## REQUIRED WORK
Check the material that follows for the word "resolved" and say how many lines contain it, with no other words.

## STUDY MATERIAL
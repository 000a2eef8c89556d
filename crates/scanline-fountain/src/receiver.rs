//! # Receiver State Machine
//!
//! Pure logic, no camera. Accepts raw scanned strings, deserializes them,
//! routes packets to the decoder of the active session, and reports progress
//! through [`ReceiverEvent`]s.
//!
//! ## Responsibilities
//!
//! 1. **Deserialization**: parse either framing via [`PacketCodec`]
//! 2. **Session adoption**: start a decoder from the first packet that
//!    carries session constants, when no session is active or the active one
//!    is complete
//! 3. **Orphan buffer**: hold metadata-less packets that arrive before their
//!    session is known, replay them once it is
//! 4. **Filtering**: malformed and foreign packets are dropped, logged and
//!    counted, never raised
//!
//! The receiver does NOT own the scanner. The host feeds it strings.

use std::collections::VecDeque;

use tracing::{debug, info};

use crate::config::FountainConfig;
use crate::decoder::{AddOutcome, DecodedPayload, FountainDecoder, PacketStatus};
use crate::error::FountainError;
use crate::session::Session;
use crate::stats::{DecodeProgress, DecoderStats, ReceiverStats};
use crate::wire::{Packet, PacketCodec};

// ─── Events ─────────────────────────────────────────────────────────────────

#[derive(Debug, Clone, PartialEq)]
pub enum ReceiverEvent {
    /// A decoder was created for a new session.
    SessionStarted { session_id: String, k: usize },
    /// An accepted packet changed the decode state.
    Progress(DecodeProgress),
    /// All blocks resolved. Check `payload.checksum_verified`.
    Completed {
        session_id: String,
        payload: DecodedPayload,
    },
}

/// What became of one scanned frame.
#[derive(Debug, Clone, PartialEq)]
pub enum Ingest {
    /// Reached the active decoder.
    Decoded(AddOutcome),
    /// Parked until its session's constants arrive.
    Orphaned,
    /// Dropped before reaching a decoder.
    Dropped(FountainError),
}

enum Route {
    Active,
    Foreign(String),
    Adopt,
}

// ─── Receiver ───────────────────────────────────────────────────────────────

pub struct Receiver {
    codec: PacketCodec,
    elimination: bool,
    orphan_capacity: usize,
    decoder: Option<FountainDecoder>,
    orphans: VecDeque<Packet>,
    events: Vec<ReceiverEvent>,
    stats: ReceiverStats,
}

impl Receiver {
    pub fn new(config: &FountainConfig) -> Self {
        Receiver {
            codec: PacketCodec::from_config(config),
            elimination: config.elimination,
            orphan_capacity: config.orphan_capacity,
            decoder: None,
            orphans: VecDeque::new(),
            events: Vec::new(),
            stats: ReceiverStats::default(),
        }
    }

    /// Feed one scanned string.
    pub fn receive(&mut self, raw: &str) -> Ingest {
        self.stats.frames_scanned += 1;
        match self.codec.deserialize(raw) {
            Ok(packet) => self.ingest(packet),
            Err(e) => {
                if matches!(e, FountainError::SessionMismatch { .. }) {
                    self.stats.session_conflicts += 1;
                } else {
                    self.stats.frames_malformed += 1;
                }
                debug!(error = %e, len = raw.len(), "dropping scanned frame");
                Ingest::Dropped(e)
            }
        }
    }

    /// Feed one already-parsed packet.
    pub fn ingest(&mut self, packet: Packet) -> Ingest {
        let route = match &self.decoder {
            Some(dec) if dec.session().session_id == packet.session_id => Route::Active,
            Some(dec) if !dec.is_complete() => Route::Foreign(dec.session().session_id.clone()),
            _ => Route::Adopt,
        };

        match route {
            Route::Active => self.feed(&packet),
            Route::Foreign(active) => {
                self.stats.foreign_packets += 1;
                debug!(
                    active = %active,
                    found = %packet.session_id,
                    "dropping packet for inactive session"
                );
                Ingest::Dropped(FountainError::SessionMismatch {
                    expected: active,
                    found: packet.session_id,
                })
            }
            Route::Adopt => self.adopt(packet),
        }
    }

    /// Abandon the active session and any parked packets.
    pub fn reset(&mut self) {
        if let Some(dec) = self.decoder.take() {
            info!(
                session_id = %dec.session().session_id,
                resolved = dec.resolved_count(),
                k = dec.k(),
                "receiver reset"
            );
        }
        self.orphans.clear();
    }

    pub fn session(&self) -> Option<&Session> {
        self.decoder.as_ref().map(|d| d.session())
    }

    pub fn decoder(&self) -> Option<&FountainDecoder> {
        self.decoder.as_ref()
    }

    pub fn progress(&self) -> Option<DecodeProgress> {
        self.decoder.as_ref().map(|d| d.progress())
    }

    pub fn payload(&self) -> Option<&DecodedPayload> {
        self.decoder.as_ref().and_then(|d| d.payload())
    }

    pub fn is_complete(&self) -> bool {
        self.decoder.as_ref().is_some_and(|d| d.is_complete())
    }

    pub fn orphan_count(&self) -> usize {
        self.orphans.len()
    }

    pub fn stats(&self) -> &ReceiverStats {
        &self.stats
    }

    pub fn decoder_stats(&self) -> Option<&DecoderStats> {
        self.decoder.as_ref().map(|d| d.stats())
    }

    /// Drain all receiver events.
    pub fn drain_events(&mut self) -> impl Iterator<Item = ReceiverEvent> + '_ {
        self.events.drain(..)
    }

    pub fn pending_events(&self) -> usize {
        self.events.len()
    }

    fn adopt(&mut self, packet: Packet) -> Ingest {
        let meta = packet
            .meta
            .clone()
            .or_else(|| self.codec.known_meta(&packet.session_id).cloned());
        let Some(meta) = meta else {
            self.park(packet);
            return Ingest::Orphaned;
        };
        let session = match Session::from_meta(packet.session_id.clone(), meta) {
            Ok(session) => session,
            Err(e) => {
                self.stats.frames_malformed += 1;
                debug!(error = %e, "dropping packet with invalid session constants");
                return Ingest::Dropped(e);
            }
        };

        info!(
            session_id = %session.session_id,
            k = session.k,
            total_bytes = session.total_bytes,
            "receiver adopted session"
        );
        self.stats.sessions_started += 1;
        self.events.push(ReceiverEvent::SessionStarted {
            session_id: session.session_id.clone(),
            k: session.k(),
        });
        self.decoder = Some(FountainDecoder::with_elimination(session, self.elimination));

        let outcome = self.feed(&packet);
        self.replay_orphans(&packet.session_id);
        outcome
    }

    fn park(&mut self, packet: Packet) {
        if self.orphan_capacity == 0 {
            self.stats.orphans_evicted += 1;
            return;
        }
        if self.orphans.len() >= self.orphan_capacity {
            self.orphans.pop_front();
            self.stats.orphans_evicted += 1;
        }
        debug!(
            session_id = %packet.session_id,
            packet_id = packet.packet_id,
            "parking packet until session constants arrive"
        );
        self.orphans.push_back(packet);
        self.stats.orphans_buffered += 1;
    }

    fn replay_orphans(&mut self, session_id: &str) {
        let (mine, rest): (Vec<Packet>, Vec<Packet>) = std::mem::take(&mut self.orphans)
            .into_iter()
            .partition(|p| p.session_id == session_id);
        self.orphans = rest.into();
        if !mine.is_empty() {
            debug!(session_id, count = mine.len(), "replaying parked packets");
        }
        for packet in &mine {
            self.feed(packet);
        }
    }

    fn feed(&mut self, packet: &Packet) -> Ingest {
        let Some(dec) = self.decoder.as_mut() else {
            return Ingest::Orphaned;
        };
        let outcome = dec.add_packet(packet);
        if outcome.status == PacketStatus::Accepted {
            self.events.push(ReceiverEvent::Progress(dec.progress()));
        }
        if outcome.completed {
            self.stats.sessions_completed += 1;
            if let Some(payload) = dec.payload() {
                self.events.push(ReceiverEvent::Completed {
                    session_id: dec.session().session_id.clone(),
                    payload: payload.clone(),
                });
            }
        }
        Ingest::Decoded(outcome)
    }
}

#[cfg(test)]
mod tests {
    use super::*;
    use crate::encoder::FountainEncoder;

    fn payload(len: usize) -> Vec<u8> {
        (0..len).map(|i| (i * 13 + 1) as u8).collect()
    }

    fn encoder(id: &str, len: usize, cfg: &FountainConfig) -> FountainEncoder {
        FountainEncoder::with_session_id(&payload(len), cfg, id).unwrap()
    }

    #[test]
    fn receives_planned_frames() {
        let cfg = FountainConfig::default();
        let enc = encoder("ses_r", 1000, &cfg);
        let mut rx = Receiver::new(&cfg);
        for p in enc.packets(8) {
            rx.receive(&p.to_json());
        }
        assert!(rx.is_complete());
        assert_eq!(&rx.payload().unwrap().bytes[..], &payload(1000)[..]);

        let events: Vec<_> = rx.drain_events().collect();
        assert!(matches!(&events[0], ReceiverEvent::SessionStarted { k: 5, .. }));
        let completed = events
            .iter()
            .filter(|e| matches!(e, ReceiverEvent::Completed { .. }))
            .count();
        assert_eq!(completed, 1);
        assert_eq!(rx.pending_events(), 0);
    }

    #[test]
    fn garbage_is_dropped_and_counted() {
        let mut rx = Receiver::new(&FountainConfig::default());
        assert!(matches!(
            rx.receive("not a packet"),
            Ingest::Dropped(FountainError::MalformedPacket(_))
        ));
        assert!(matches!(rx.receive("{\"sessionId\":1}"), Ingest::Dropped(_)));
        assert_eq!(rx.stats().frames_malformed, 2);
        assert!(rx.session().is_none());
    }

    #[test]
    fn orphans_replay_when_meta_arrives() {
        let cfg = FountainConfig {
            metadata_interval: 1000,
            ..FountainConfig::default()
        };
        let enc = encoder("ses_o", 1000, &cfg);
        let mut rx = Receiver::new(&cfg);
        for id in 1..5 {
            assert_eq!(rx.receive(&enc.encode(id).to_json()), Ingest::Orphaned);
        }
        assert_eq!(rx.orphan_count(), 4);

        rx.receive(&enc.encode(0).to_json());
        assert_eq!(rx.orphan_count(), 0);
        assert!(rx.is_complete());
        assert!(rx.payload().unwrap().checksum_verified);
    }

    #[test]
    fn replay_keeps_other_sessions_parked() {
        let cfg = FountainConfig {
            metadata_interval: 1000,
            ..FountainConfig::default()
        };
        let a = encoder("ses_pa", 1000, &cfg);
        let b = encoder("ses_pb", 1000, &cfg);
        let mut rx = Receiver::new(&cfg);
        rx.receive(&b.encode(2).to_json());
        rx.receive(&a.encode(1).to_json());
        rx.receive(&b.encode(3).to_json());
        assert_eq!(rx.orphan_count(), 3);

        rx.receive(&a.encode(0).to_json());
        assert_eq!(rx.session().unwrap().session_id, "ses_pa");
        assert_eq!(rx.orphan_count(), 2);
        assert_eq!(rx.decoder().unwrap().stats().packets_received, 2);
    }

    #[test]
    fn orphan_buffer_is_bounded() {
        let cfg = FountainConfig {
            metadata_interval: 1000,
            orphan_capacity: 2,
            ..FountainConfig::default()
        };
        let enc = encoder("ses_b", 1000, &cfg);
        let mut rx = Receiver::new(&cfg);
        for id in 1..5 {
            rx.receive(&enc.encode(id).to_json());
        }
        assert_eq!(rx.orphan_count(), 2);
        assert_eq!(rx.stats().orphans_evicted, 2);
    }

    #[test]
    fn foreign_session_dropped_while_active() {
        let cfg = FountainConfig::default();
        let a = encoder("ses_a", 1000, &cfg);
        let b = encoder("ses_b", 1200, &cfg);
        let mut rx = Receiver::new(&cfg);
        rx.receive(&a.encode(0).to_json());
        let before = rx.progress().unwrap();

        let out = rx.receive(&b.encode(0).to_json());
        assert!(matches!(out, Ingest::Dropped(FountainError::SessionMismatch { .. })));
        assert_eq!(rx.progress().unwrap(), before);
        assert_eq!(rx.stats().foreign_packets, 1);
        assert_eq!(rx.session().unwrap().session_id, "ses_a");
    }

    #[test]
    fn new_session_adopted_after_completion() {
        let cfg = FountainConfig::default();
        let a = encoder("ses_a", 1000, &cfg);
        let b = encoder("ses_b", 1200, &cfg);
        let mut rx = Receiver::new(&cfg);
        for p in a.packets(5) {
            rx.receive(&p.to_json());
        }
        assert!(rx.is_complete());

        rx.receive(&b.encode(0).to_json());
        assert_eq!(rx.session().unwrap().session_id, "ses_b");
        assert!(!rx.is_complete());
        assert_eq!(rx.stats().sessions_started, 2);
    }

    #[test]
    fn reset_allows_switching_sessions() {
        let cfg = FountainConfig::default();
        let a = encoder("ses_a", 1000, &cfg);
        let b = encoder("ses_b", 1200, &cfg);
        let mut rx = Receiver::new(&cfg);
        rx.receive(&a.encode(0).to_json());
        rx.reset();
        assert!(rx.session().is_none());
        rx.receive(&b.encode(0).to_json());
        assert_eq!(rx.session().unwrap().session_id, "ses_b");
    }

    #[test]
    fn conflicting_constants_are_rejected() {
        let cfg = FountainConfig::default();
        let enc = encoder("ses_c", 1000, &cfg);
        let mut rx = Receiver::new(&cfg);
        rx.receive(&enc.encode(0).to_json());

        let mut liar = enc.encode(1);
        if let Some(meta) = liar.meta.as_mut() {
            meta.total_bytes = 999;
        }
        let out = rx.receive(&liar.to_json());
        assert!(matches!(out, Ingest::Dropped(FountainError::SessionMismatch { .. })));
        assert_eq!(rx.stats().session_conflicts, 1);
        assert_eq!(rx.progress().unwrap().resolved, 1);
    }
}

## EXERCISE ANSWER
3